→ Records contained in a dataset
※

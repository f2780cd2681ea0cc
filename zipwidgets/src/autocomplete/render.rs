//! Projection of autocomplete state onto a document.

use zipdom::{Display, Document, Element};

use super::Autocomplete;
use crate::dom::{SUGGESTION_ERROR_ID, SEARCH_INPUT_ID, SUGGESTION_LIST_ID, suggestion_item_id};
use crate::error::WidgetError;

/// Data key holding the zip code on each suggestion row.
pub const SUGGESTION_DATA_KEY: &str = "suggestion";

impl Autocomplete {
    /// Write the query into the input and rebuild the suggestion list.
    ///
    /// The list is replaced wholesale with one clickable row per suggestion and
    /// hidden while empty. If the document has an `autocomplete-error`
    /// element it shows the transient lookup error.
    pub fn render(&self, doc: &mut Document) -> Result<(), WidgetError> {
        if doc.get(SEARCH_INPUT_ID).is_none() {
            return Err(WidgetError::MissingElement(SEARCH_INPUT_ID.into()));
        }
        if doc.get(SUGGESTION_LIST_ID).is_none() {
            return Err(WidgetError::MissingElement(SUGGESTION_LIST_ID.into()));
        }

        doc.set_value(SEARCH_INPUT_ID, self.query());

        let rows = self
            .suggestions()
            .iter()
            .enumerate()
            .map(|(index, zip)| {
                Element::text(zip.as_str())
                    .id(suggestion_item_id(index))
                    .clickable(true)
                    .data(SUGGESTION_DATA_KEY, zip.as_str())
            })
            .collect();
        doc.replace_children(SUGGESTION_LIST_ID, rows);
        let list_display = if self.is_open() {
            Display::Block
        } else {
            Display::None
        };
        doc.set_display(SUGGESTION_LIST_ID, list_display);

        if doc.get(SUGGESTION_ERROR_ID).is_some() {
            match self.error() {
                Some(message) => {
                    doc.set_text(SUGGESTION_ERROR_ID, message);
                    doc.set_display(SUGGESTION_ERROR_ID, Display::Block);
                }
                None => {
                    doc.set_text(SUGGESTION_ERROR_ID, "");
                    doc.set_display(SUGGESTION_ERROR_ID, Display::None);
                }
            }
        }

        log::debug!(
            "Autocomplete::render query={:?} rows={} error={}",
            self.query(),
            self.suggestions().len(),
            self.error().is_some()
        );
        Ok(())
    }
}
#[derive(Debug, Clone, Default, PartialEq, Eq)]
pub enum Content {
    #[default]
    None,
    Text(String),
    Children(Vec<super::Element>),
    /// Text field value. Placeholder is shown while the value is empty.
    Input {
        value: String,
        placeholder: Option<String>,
    },
}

※

→ Task to complete
In the records above, find every line with the word "query" and copy it.

→ The completed task
    /// Write the query into the input and rebuild the suggestion list.
        doc.set_value(SEARCH_INPUT_ID, self.query());
            "Autocomplete::render query={:?} rows={} error={}",
            self.query(),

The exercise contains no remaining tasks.